THE TASK |
Going from the top of the data below, give again each line through the one containing "source to exhaustion", both ends kept.

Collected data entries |

****************

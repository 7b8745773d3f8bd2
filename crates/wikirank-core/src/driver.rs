//! Chunk driver: read → normalize → append to sink → aggregate, per chunk

use std::time::Duration;

use crate::error::EtlError;
use crate::normalize::{NormalizedRecord, RawRow};
use crate::progress::ChunkProgress;
use crate::session::AggregationSession;
use crate::sink::RecordSink;
use crate::source::RowSource;

/// Statistics from driving a source to exhaustion
#[derive(Debug, Clone, Default)]
pub struct DriveStats {
    pub chunks: usize,
    pub rows_read: u64,
    pub elapsed: Duration,
}

/// Drive `source` to exhaustion in chunks of `chunk_size` rows.
///
/// Each chunk is normalized, appended to `sink` in one call, then folded
/// into `session`. Memory is one chunk of raw rows plus one of records.
pub fn drive<S, K>(
    source: &mut S,
    session: &mut AggregationSession,
    sink: &mut K,
    chunk_size: usize,
    progress: &ChunkProgress,
) -> Result<DriveStats, EtlError>
where
    S: RowSource + ?Sized,
    K: RecordSink + ?Sized,
{
    if chunk_size == 0 {
        return Err(EtlError::InvalidConfig("chunk_size must be >= 1".into()));
    }

    let mut raw: Vec<RawRow> = Vec::with_capacity(chunk_size.min(1 << 20));
    let mut records: Vec<NormalizedRecord> = Vec::with_capacity(raw.capacity());
    let mut stats = DriveStats::default();

    loop {
        let n = source.next_chunk(chunk_size, &mut raw)?;
        if n == 0 {
            break;
        }
        stats.chunks += 1;
        stats.rows_read += n as u64;

        records.clear();
        records.extend(raw.drain(..).map(|row| session.normalize(row)));

        sink.append(&records)?;
        for record in &records {
            session.observe(record);
        }

        log::debug!("chunk {}: {} rows", stats.chunks, n);
        progress.chunk_done(
            stats.chunks,
            stats.rows_read,
            source.bytes_read(),
            sink.bytes_written(),
        );
    }

    stats.elapsed = progress.elapsed();
    progress.finish();
    Ok(stats)
}
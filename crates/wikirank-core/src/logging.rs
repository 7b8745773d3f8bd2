//! Logging setup: env_logger, routed through indicatif when bars are live

use indicatif::MultiProgress;

/// Log level chosen from CLI flags; `RUST_LOG` still wins when set.
#[derive(Debug, Clone, Copy, PartialEq, Eq)]
pub enum Verbosity {
    Quiet,
    Normal,
    Debug,
}

impl Verbosity {
    pub fn from_flags(quiet: bool, debug: bool) -> Self {
        if debug {
            Self::Debug
        } else if quiet {
            Self::Quiet
        } else {
            Self::Normal
        }
    }

    fn filter(self) -> &'static str {
        match self {
            Self::Quiet => "warn",
            Self::Normal => "info",
            Self::Debug => "debug",
        }
    }
}

fn level_label(level: log::Level) -> &'static str {
    match level {
        log::Level::Error => "ERROR",
        log::Level::Warn => "WARN ",
        log::Level::Info => "INFO ",
        log::Level::Debug => "DEBUG",
        log::Level::Trace => "TRACE",
    }
}

fn level_color(level: log::Level) -> &'static str {
    match level {
        log::Level::Error => "\x1b[31m",
        log::Level::Warn => "\x1b[33m",
        log::Level::Info => "\x1b[32m",
        log::Level::Debug => "\x1b[36m",
        log::Level::Trace => "\x1b[35m",
    }
}

/// Prints above the progress bars instead of through them.
pub struct ProgressAwareLogger {
    inner: env_logger::Logger,
    multi: MultiProgress,
}

impl log::Log for ProgressAwareLogger {
    fn enabled(&self, metadata: &log::Metadata) -> bool {
        self.inner.enabled(metadata)
    }

    fn log(&self, record: &log::Record) {
        if !self.inner.matches(record) {
            return;
        }
        let line = format!(
            "[{}{}\x1b[0m] {}",
            level_color(record.level()),
            level_label(record.level()),
            record.args()
        );
        self.multi.suspend(|| eprintln!("{line}"));
    }

    fn flush(&self) {
        self.inner.flush();
    }
}

/// Install the global logger. Call once, before any work starts.
///
/// With `multi`, output goes through the progress bars' terminal handle;
/// without it, plain uncolored lines suitable for log files.
pub fn init_logging(verbosity: Verbosity, multi: Option<&MultiProgress>) {
    use std::io::Write;

    let env = env_logger::Env::default().default_filter_or(verbosity.filter());

    let Some(multi) = multi else {
        env_logger::Builder::from_env(env)
            .format(|buf, record| {
                writeln!(buf, "[{}] {}", level_label(record.level()), record.args())
            })
            .init();
        return;
    };

    let inner = env_logger::Builder::from_env(env).build();
    let max_level = inner.filter();
    let logger = ProgressAwareLogger {
        inner,
        multi: multi.clone(),
    };
    if log::set_boxed_logger(Box::new(logger)).is_ok() {
        log::set_max_level(max_level);
    }
}
use wikirank_core::normalize::RawRow;
use wikirank_core::{AggregationSession, EtlParams, JsonlSink, RecordSink};

fn synthetic_rows(n: usize) -> Vec<RawRow> {
    let langs = ["en", "de", "fr", "pl", "ja", "es", "it", "ru"];
    (0..n)
        .map(|i| RawRow {
            language: Some(langs[i % langs.len()].to_string()),
            title: Some(format!("Article title number {i}")),
            page_id: Some(i.to_string()),
            quality: Some(format!("{:.2}", (i * 7919 % 10_000) as f64 / 100.0)),
        })
        .collect()
}

#[divan::bench(args = [10, 50, 500])]
fn normalize_and_observe(bencher: divan::Bencher, top_k: usize) {
    let rows = synthetic_rows(100_000);
    let params = EtlParams {
        top_k,
        ..Default::default()
    };
    bencher
        .with_inputs(|| rows.clone())
        .bench_values(|rows| {
            let mut session = AggregationSession::new(&params);
            for raw in rows {
                let rec = session.normalize(raw);
                session.observe(&rec);
            }
            session.finish()
        });
}

#[divan::bench]
fn jsonl_append(bencher: divan::Bencher) {
    let session = AggregationSession::new(&EtlParams::default());
    let records: Vec<_> = synthetic_rows(20_000)
        .into_iter()
        .map(|raw| session.normalize(raw))
        .collect();
    let dir = tempfile::tempdir().unwrap();
    bencher.bench(|| {
        let mut sink = JsonlSink::create(dir.path()).unwrap();
        sink.append(&records).unwrap();
        sink.finish().unwrap();
    });
}

fn main() {
    divan::main();
}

****************

RESPONSE TO THIS EXERCISE |
repository 7b8745773d3f8bd2
filename crates/wikirank-core/src/driver.rs
//! Chunk driver: read → normalize → append to sink → aggregate, per chunk

use std::time::Duration;

use crate::error::EtlError;
use crate::normalize::{NormalizedRecord, RawRow};
use crate::progress::ChunkProgress;
use crate::session::AggregationSession;
use crate::sink::RecordSink;
use crate::source::RowSource;

/// Statistics from driving a source to exhaustion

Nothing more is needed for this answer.